In the Fall of 1998, over 750 African American, Latino and Pilipino American applicants with grade point averages of 4.0 or better were denied admission. While white students with 4.0 GPAs or better had a 48.2 percent chance of admission, Latino students had only a 39.7 percent chance, African American students a 38.5 percent chance and Pilipino students a 31.6 percent chance. The disparity is even greater when comparing the total number of applicants of each group.
Jesus Rios, one of the student plaintiffs, said, “As the son of immigrant farm workers, my family encouraged me to work hard to earn a 4.0 grade point average so that I could have the type of good college education Berkeley provides. There is something terribly wrong when qualified minority students cannot attend UC Berkeley,” observed Rios, a 1998 graduate of San Benito High School in Hollister who is a freshman at U.C. Davis. Students at many of California’s 2,600 high schools never reach U.C. Berkeley’s gates. More than half of the freshman class at Berkeley (53%) come from fewer than 5 percent of California’s high schools, the advocates point out.

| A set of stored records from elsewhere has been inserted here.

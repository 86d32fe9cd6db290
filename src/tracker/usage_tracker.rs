//! Usage Tracker
//!
//! Learns from hit/miss events what TTL each key should have.
//!
//! Per key the tracker moves from unseen, to tracked (fewer than
//! `min_accesses` events), to optimized, where every further event recomputes
//! the key's optimization. `reset` sends every key back to unseen.

use std::collections::HashMap;
use std::sync::Arc;

use tracing::debug;

use crate::cache::TtlPolicy;
use crate::tracker::optimizer::{optimal_ttl, Optimization, Recommendation};
use crate::tracker::UsagePattern;

// == Usage Tracker ==
#[derive(Debug)]
pub struct UsageTracker {
    patterns: HashMap<String, UsagePattern>,
    optimizations: HashMap<String, Optimization>,
    /// Read-only source of each key's current TTL
    policy: Arc<TtlPolicy>,
    history_len: usize,
    min_accesses: u64,
}

impl UsageTracker {
    // == Constructor ==
    pub fn new(policy: Arc<TtlPolicy>, history_len: usize, min_accesses: u64) -> Self {
        Self {
            patterns: HashMap::new(),
            optimizations: HashMap::new(),
            policy,
            history_len,
            min_accesses,
        }
    }

    // == Record Usage ==
    /// Records one access to `key` and recomputes its optimization.
    pub fn record_usage(&mut self, key: &str, hit: bool, timestamp_ms: u64) {
        let history_len = self.history_len;
        let pattern = self
            .patterns
            .entry(key.to_string())
            .or_insert_with(|| UsagePattern::new(history_len));
        pattern.record(hit, timestamp_ms);

        self.recompute(key, timestamp_ms);
    }

    // == Recompute ==
    /// No-op until the key has seen `min_accesses` events.
    fn recompute(&mut self, key: &str, now_ms: u64) {
        let Some(pattern) = self.patterns.get(key) else {
            return;
        };
        if pattern.total_accesses() < self.min_accesses {
            return;
        }

        let average_interval_ms = pattern.average_interval_ms();
        let freshness_ratio = pattern.freshness_ratio();
        let current_ttl = self.policy.default_ttl(key);
        let optimal = optimal_ttl(current_ttl, average_interval_ms, freshness_ratio);

        debug!(
            "Optimization for {}: ttl {}ms -> {}ms (interval {:.0}ms, freshness {:.2})",
            key, current_ttl, optimal, average_interval_ms, freshness_ratio
        );

        self.optimizations.insert(
            key.to_string(),
            Optimization {
                current_ttl,
                optimal_ttl: optimal,
                average_interval_ms,
                freshness_ratio,
                computed_at: now_ms,
                applied_at: None,
            },
        );
    }

    // == Recommendations ==
    /// Optimizations whose change exceeds the noise floor, largest change first.
    pub fn recommendations(&self) -> Vec<Recommendation> {
        let mut recommendations: Vec<Recommendation> = self
            .optimizations
            .iter()
            .filter_map(|(key, optimization)| Recommendation::from_optimization(key, optimization))
            .collect();

        recommendations.sort_by(|a, b| {
            b.percent_change
                .abs()
                .total_cmp(&a.percent_change.abs())
                .then_with(|| a.key.cmp(&b.key))
        });
        recommendations
    }

    // == Mark Applied ==
    /// Marks every current recommendation as applied and returns them.
    ///
    /// The tracker never changes TTLs itself; whoever calls this decides what
    /// to do with the list.
    pub fn mark_applied(&mut self, now_ms: u64) -> Vec<Recommendation> {
        let recommendations = self.recommendations();
        for recommendation in &recommendations {
            if let Some(optimization) = self.optimizations.get_mut(&recommendation.key) {
                optimization.applied_at = Some(now_ms);
            }
        }
        recommendations
    }

    // == Reset ==
    /// Forgets every pattern and optimization.
    pub fn reset(&mut self) {
        self.patterns.clear();
        self.optimizations.clear();
    }

    pub fn pattern(&self, key: &str) -> Option<&UsagePattern> {
        self.patterns.get(key)
    }

    pub fn optimization(&self, key: &str) -> Option<&Optimization> {
        self.optimizations.get(key)
    }

    /// Keys with at least one recorded access, sorted.
    pub fn tracked_keys(&self) -> Vec<String> {
        let mut keys: Vec<String> = self.patterns.keys().cloned().collect();
        keys.sort();
        keys
    }
}

#[cfg(test)]
mod tests {
    use super::*;
    use crate::cache::MINUTE_MS;

    fn tracker() -> UsageTracker {
        UsageTracker::new(Arc::new(TtlPolicy::new()), 100, 10)
    }

    #[test]
    fn test_cold_start_guard() {
        let mut tracker = tracker();
        for i in 0..9 {
            tracker.record_usage("search:a", true, i * 1_000);
        }

        assert!(tracker.optimization("search:a").is_none());
        assert!(tracker.recommendations().is_empty());

        tracker.record_usage("search:a", true, 9_000);
        assert!(tracker.optimization("search:a").is_some());
    }

    #[test]
    fn test_listings_scenario() {
        let mut tracker = tracker();
        let key = "listings:search:paris";
        let step = 2 * MINUTE_MS;

        // 7 hits and 2 misses
        let hits = [false, true, true, true, false, true, true, true, true];
        for (i, hit) in hits.iter().enumerate() {
            tracker.record_usage(key, *hit, i as u64 * step);
        }
        assert!(tracker.optimization(key).is_none());

        // 10th access: freshness exactly 0.8, no rule fires
        tracker.record_usage(key, true, 9 * step);
        let optimization = tracker.optimization(key).unwrap();
        assert_eq!(optimization.freshness_ratio, 0.8);
        assert_eq!(optimization.current_ttl, 2 * MINUTE_MS);
        assert_eq!(optimization.optimal_ttl, optimization.current_ttl);
        assert!(tracker.recommendations().is_empty());

        // 11th access tips freshness over 0.8
        tracker.record_usage(key, true, 10 * step);
        let optimization = tracker.optimization(key).unwrap();
        assert_eq!(optimization.optimal_ttl, 3 * MINUTE_MS);

        let recommendations = tracker.recommendations();
        assert_eq!(recommendations.len(), 1);
        assert_eq!(recommendations[0].percent_change, 50.0);
    }

    #[test]
    fn test_recommendations_sorted_by_magnitude() {
        let mut tracker = tracker();

        // Volatile: 10s interval on a 5 minute key -> 30s, -90%
        for i in 0..10 {
            tracker.record_usage("profile:volatile", true, i * 10_000);
        }
        // Frequent and fresh on a 2 minute key -> 3 minutes, +50%
        for i in 0..10 {
            tracker.record_usage("listings:hot", true, i * 2 * MINUTE_MS);
        }

        let keys: Vec<String> = tracker
            .recommendations()
            .into_iter()
            .map(|r| r.key)
            .collect();
        assert_eq!(keys, vec!["profile:volatile", "listings:hot"]);
    }

    #[test]
    fn test_mark_applied_flags_only_recommended() {
        let mut tracker = tracker();
        for i in 0..10 {
            tracker.record_usage("listings:hot", true, i * 2 * MINUTE_MS);
            // 10 minute interval, half fresh: no change
            tracker.record_usage("profile:calm", i % 2 == 0, i * 10 * MINUTE_MS);
        }

        let applied = tracker.mark_applied(42);
        assert_eq!(applied.len(), 1);
        assert_eq!(tracker.optimization("listings:hot").unwrap().applied_at, Some(42));
        assert_eq!(tracker.optimization("profile:calm").unwrap().applied_at, None);

        // Recomputation clears the flag
        tracker.record_usage("listings:hot", true, 20 * 2 * MINUTE_MS);
        assert_eq!(tracker.optimization("listings:hot").unwrap().applied_at, None);
    }

    #[test]
    fn test_reset_forgets_everything() {
        let mut tracker = tracker();
        for i in 0..12 {
            tracker.record_usage("search:a", true, i * 1_000);
        }
        tracker.reset();

        assert!(tracker.pattern("search:a").is_none());
        assert!(tracker.optimization("search:a").is_none());
        assert!(tracker.tracked_keys().is_empty());
    }

    #[test]
    fn test_current_ttl_follows_policy_override() {
        let policy = Arc::new(TtlPolicy::new());
        let mut tracker = UsageTracker::new(policy.clone(), 100, 10);
        policy.set_override("listings:hot", 3 * MINUTE_MS);

        for i in 0..10 {
            tracker.record_usage("listings:hot", true, i * 2 * MINUTE_MS);
        }

        let optimization = tracker.optimization("listings:hot").unwrap();
        assert_eq!(optimization.current_ttl, 3 * MINUTE_MS);
        assert_eq!(optimization.optimal_ttl, 270_000);
    }
}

“U.C.Berkeley’s current process places too much weight on insignificant differences in SAT scores and gives enormous preferences to students who take Advanced Placement, or AP, courses,” explained Kimberly West-Faulcon, Western Regional Counsel for the NAACP Legal Defense and Educational Fund. “The first problem is that an SAT score tells you very little about what an applicant will ultimately contribute to Berkeley. The second problem is that many schools with high concentrations of African Americans, Latinos and Pilipino Americans have no AP courses at all. Rewarding applicants with slightly higher SAT scores who had access to AP courses simply because of where they attended high school doesn’t reward merit, it rewards privilege.”

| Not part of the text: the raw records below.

//! Adaptive Cache - a quota-bounded client cache that learns its own TTLs
//!
//! Stores serialized values under a namespace with per-entry expiration and
//! age-based eviction, and tracks access patterns to recommend better TTLs.

pub mod cache;
pub mod clock;
pub mod config;
pub mod context;
pub mod error;
pub mod events;
pub mod tasks;
pub mod tracker;

pub use config::CacheConfig;
pub use context::AdaptiveCache;
pub use error::{CacheError, Result, StorageError};
pub use tasks::spawn_cleanup_task;
//! Cache Events
//!
//! Diagnostics hook for the store's silent paths. Corrupted entries, rejected
//! writes and evictions never reach the caller as errors, so a listener is the
//! only way to observe them besides the tracing output.

use std::fmt::Debug;
use std::sync::{Arc, Mutex};

/// Something the store did on its own.
#[derive(Debug, Clone, PartialEq, Eq)]
pub enum CacheEvent {
    /// An entry failed to parse and was deleted.
    Corrupted { key: String, reason: String },
    /// An entry outlived its TTL (or schema version) and was deleted.
    Expired { key: String },
    /// An entry was removed to make room for a write.
    Evicted { key: String, size: usize },
    /// A write was refused and the key left untouched.
    WriteRejected { key: String, reason: String },
}

/// Trait for a customized diagnostics listener.
pub trait EventListener: Debug + Send + Sync + 'static {
    /// Called after the store has acted on `event`.
    fn on_event(&self, event: &CacheEvent);
}

/// Listener that ignores everything.
#[derive(Debug, Default)]
pub struct NoopListener;

impl EventListener for NoopListener {
    fn on_event(&self, _event: &CacheEvent) {}
}

/// Listener that keeps every event in memory.
#[derive(Debug, Default, Clone)]
pub struct RecordingListener {
    events: Arc<Mutex<Vec<CacheEvent>>>,
}

impl RecordingListener {
    pub fn new() -> Self {
        Self::default()
    }

    /// Returns a snapshot of the events seen so far.
    pub fn events(&self) -> Vec<CacheEvent> {
        self.events
            .lock()
            .map(|events| events.clone())
            .unwrap_or_default()
    }

    /// Counts recorded evictions.
    pub fn eviction_count(&self) -> usize {
        self.events()
            .iter()
            .filter(|e| matches!(e, CacheEvent::Evicted { .. }))
            .count()
    }
}

impl EventListener for RecordingListener {
    fn on_event(&self, event: &CacheEvent) {
        if let Ok(mut events) = self.events.lock() {
            events.push(event.clone());
        }
    }
}
//! Cache Statistics Module
//!
//! Size and usage report for one namespace, plus lifetime counters.

use serde::Serialize;

// == Store Stats ==
/// Snapshot returned by `QuotaStore::stats`.
#[derive(Debug, Clone, Default, PartialEq, Serialize)]
pub struct StoreStats {
    /// Entries currently stored under the namespace
    pub entry_count: usize,
    /// Sum of serialized entry sizes
    pub total_size_bytes: usize,
    /// Configured capacity ceiling
    pub capacity_bytes: usize,
    /// total_size_bytes / capacity_bytes * 100
    pub usage_percent: f64,
    /// Entries the next sweep would remove (expired, stale or corrupted)
    pub expired_count: usize,
    /// Successful reads since construction
    pub hits: u64,
    /// Failed reads since construction
    pub misses: u64,
    /// Entries removed to make room for writes
    pub evictions: u64,
    /// Entries deleted because they failed to parse
    pub corruptions: u64,
}

impl StoreStats {
    // == Constructor ==
    /// Creates a new StoreStats with all counters at zero.
    pub fn new() -> Self {
        Self::default()
    }

    // == Hit Rate ==
    /// Returns hits / (hits + misses), or 0.0 if no reads have been made.
    pub fn hit_rate(&self) -> f64 {
        let total = self.hits + self.misses;
        if total == 0 {
            0.0
        } else {
            self.hits as f64 / total as f64
        }
    }

    pub fn record_hit(&mut self) {
        self.hits += 1;
    }

    pub fn record_miss(&mut self) {
        self.misses += 1;
    }

    pub fn record_eviction(&mut self) {
        self.evictions += 1;
    }

    pub fn record_corruption(&mut self) {
        self.corruptions += 1;
    }

    // == Update Size ==
    /// Fills in the namespace scan results.
    pub fn set_usage(&mut self, entry_count: usize, total_size_bytes: usize, capacity_bytes: usize) {
        self.entry_count = entry_count;
        self.total_size_bytes = total_size_bytes;
        self.capacity_bytes = capacity_bytes;
        self.usage_percent = if capacity_bytes == 0 {
            0.0
        } else {
            total_size_bytes as f64 / capacity_bytes as f64 * 100.0
        };
    }
}

// == Unit Tests ==
#[cfg(test)]
mod tests {
    use super::*;

    #[test]
    fn test_stats_new() {
        let stats = StoreStats::new();
        assert_eq!(stats.hits, 0);
        assert_eq!(stats.misses, 0);
        assert_eq!(stats.evictions, 0);
        assert_eq!(stats.entry_count, 0);
        assert_eq!(stats.hit_rate(), 0.0);
    }

    #[test]
    fn test_hit_rate_mixed() {
        let mut stats = StoreStats::new();
        stats.record_hit();
        stats.record_hit();
        stats.record_hit();
        stats.record_miss();
        assert_eq!(stats.hit_rate(), 0.75);
    }

    #[test]
    fn test_set_usage() {
        let mut stats = StoreStats::new();
        stats.set_usage(3, 250, 1_000);
        assert_eq!(stats.entry_count, 3);
        assert_eq!(stats.usage_percent, 25.0);
    }

    #[test]
    fn test_zero_capacity_usage() {
        let mut stats = StoreStats::new();
        stats.set_usage(0, 0, 0);
        assert_eq!(stats.usage_percent, 0.0);
    }
}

“The new admissions process has resulted in the resegregation of U.C. Berkeley,” charged Michelle Alexander of the American Civil Liberties Union of Northern California. “The process has a totally unjustified disparate impact on the African American, Latino, and Pilipino American applicants in violation of the Civil Rights Act and the U.S. Constitution,” Alexander said. “In just one year, the numbers of African American and Latino students admitted to Berkeley were cut in half.”
The defendants include members of the University of California Board of Regents, the President of the University of California System and the Chancellor of U.C. Berkeley.